**WHAT YOU NEED TO DO**
Copy each line of the data below, character for character.

- - - -

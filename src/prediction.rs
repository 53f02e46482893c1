use chrono::NaiveDate;

use crate::date_range::{days_between, shift, DateRange};
use crate::models::{Fertility, Phase, PeriodEntry, PhaseProjection, PredictedWindow, Statistics};
use crate::stats::latest_entry;

/// Project the current cycle phase for `today`.
/// Returns an unknown projection when there is no history to anchor on.
pub fn predict(history: &[PeriodEntry], stats: &Statistics, today: NaiveDate) -> PhaseProjection {
    let Some(latest) = latest_entry(history) else {
        return PhaseProjection::unknown();
    };

    let cycle_day = days_between(latest.start_date, today) + 1;
    let (phase, fertility) = classify(cycle_day);
    let days_until_next = stats.avg_cycle_days.saturating_sub(cycle_day);

    tracing::debug!(
        %today,
        last_start = %latest.start_date,
        cycle_day,
        ?phase,
        days_until_next,
        "projected cycle phase"
    );

    PhaseProjection {
        cycle_day,
        phase,
        days_left: days_until_next.max(0),
        days_until_next,
        fertility,
        next_period_start: shift(latest.start_date, stats.avg_cycle_days),
    }
}

/// Fixed day bands, independent of the user's average cycle length.
/// Ovulation takes days 14 and 15 so it is reachable after the Follicular band.
fn classify(cycle_day: i64) -> (Phase, Fertility) {
    match cycle_day {
        1..=5 => (Phase::Menstrual, Fertility::Low),
        6..=13 if cycle_day > 10 => (Phase::Follicular, Fertility::High),
        6..=13 => (Phase::Follicular, Fertility::Medium),
        14 | 15 => (Phase::Ovulation, Fertility::VeryHigh),
        d if d > 15 => (Phase::Luteal, Fertility::Low),
        _ => (Phase::Unknown, Fertility::Low),
    }
}

/// The next `horizon` period windows after the most recent recorded start.
/// Each window starts `avg_cycle_days` after the previous one.
pub fn predicted_windows(
    history: &[PeriodEntry],
    stats: &Statistics,
    horizon: u32,
) -> Vec<PredictedWindow> {
    let Some(latest) = latest_entry(history) else {
        return Vec::new();
    };

    let mut windows = Vec::new();
    let mut start = latest.start_date;
    for cycle in 1..=horizon {
        // Stop once the next start falls off the calendar
        let Some(next) = shift(start, stats.avg_cycle_days) else {
            break;
        };
        start = next;
        let range = DateRange::starting(start, stats.avg_period_days);
        windows.push(PredictedWindow {
            cycle,
            start: range.start(),
            end: range.end(),
        });
    }
    windows
}

/// Suggested end date for a period starting on `start`, from the average length.
pub fn suggest_end_date(start: NaiveDate, stats: &Statistics) -> Option<NaiveDate> {
    if stats.avg_period_days > 0 {
        shift(start, stats.avg_period_days - 1)
    } else {
        None
    }
}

- - - -

**THE ANSWER**
filename src/prediction.rs
repository 53f02e46482893c1
use chrono::NaiveDate;

use crate::date_range::{days_between, shift, DateRange};
use crate::models::{Fertility, Phase, PeriodEntry, PhaseProjection, PredictedWindow, Statistics};
use crate::stats::latest_entry;

/// Project the current cycle phase for `today`.
/// Returns an unknown projection when there is no history to anchor on.
pub fn predict(history: &[PeriodEntry], stats: &Statistics, today: NaiveDate) -> PhaseProjection {
    let Some(latest) = latest_entry(history) else {
        return PhaseProjection::unknown();
    };

    let cycle_day = days_between(latest.start_date, today) + 1;
    let (phase, fertility) = classify(cycle_day);
    let days_until_next = stats.avg_cycle_days.saturating_sub(cycle_day);

    tracing::debug!(
        %today,
        last_start = %latest.start_date,
        cycle_day,
        ?phase,
        days_until_next,
        "projected cycle phase"
    );

    PhaseProjection {
        cycle_day,
        phase,
        days_left: days_until_next.max(0),
        days_until_next,
        fertility,
        next_period_start: shift(latest.start_date, stats.avg_cycle_days),
    }
}

/// Fixed day bands, independent of the user's average cycle length.
/// Ovulation takes days 14 and 15 so it is reachable after the Follicular band.
fn classify(cycle_day: i64) -> (Phase, Fertility) {
    match cycle_day {
        1..=5 => (Phase::Menstrual, Fertility::Low),
        6..=13 if cycle_day > 10 => (Phase::Follicular, Fertility::High),
        6..=13 => (Phase::Follicular, Fertility::Medium),
        14 | 15 => (Phase::Ovulation, Fertility::VeryHigh),
        d if d > 15 => (Phase::Luteal, Fertility::Low),
        _ => (Phase::Unknown, Fertility::Low),
    }
}

/// The next `horizon` period windows after the most recent recorded start.
/// Each window starts `avg_cycle_days` after the previous one.
pub fn predicted_windows(
    history: &[PeriodEntry],
    stats: &Statistics,
    horizon: u32,
) -> Vec<PredictedWindow> {
    let Some(latest) = latest_entry(history) else {
        return Vec::new();
    };

    let mut windows = Vec::new();
    let mut start = latest.start_date;
    for cycle in 1..=horizon {
        // Stop once the next start falls off the calendar
        let Some(next) = shift(start, stats.avg_cycle_days) else {
            break;
        };
        start = next;
        let range = DateRange::starting(start, stats.avg_period_days);
        windows.push(PredictedWindow {
            cycle,
            start: range.start(),
            end: range.end(),
        });
    }
    windows
}

/// Suggested end date for a period starting on `start`, from the average length.
pub fn suggest_end_date(start: NaiveDate, stats: &Statistics) -> Option<NaiveDate> {
    if stats.avg_period_days > 0 {
        shift(start, stats.avg_period_days - 1)
    } else {
        None
    }
}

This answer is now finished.